We’re also applying to hospital/community assistance for transportation. If any rides/parking are reimbursed, we will re-allocate donated funds to the other uncovered needs above (and post an update). If, G-d willing, there is ever a surplus, we will carry it forward for later care or donate the remainder to a relevant charity.
From the heart of our Jewish tradition
With emunah, we accept that this is Hashem’s will, and at the same time we pray for בִּטּוּל הַגְּזֵרָה (bitul ha-gezeirah — that a harsh decree be annulled). We are hopeful that Hashem will hear our תַּחֲנוּנִים (tachanunim, heartfelt pleas).

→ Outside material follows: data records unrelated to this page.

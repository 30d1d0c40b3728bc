//! Full-screen terminal interface
//!
//! `app` holds state and key handling; `rendering` draws it.

mod app;
mod rendering;

pub use app::{App, InputMode, Message, MessageStyle, run_tui};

This campaign follows what our Torah teaches: תְּשׁוּבָה, תְּפִלָּה וּצְדָקָה (teshuvah, tefillah, tzedakah). It is also my mitzvah of כִּבּוּד אָב וָאֵם (kibbud av va’em, honoring parents). As Boris’s only child, fundraising for his uncovered needs is one way I can fulfill kibbud av with love and respect.
If you are able to join us in this chesed, your help becomes part of that mitzvah—supporting the practical needs that let Grandpa Boris keep showing up for care and for baby Vera.
Short prayer for his healing:
א-ל נָא רְפָא נָא לוֹ — לְבָרוּךְ בֶּן רִבְקָה.
El na, refa na lo — le Baruch ben Rivka.
May Hashem send a complete healing to Baruch ben Rivka.
Why donations matter in Canada
We’re grateful OHIP covers the hospital and doctors, but transport, parking, home safety, caregiver gaps, and inflation-driven living costs fall on families. Your support keeps Boris getting to every appointment on time and safe at home — turning medical care into real, shared time.
Transparency
We’ll post updates every 7–10 days (appointments completed, items purchased/installed). For legitimacy, we can share redacted doctor confirmation and a simple budget (no private numbers).
Tax receipts
If you prefer Canadian tax receipts, we can try and contact a local community organization to set up a designated fund; message us for details.
From our family to yours — thank you for helping our Grandpa Boris keep moving forward.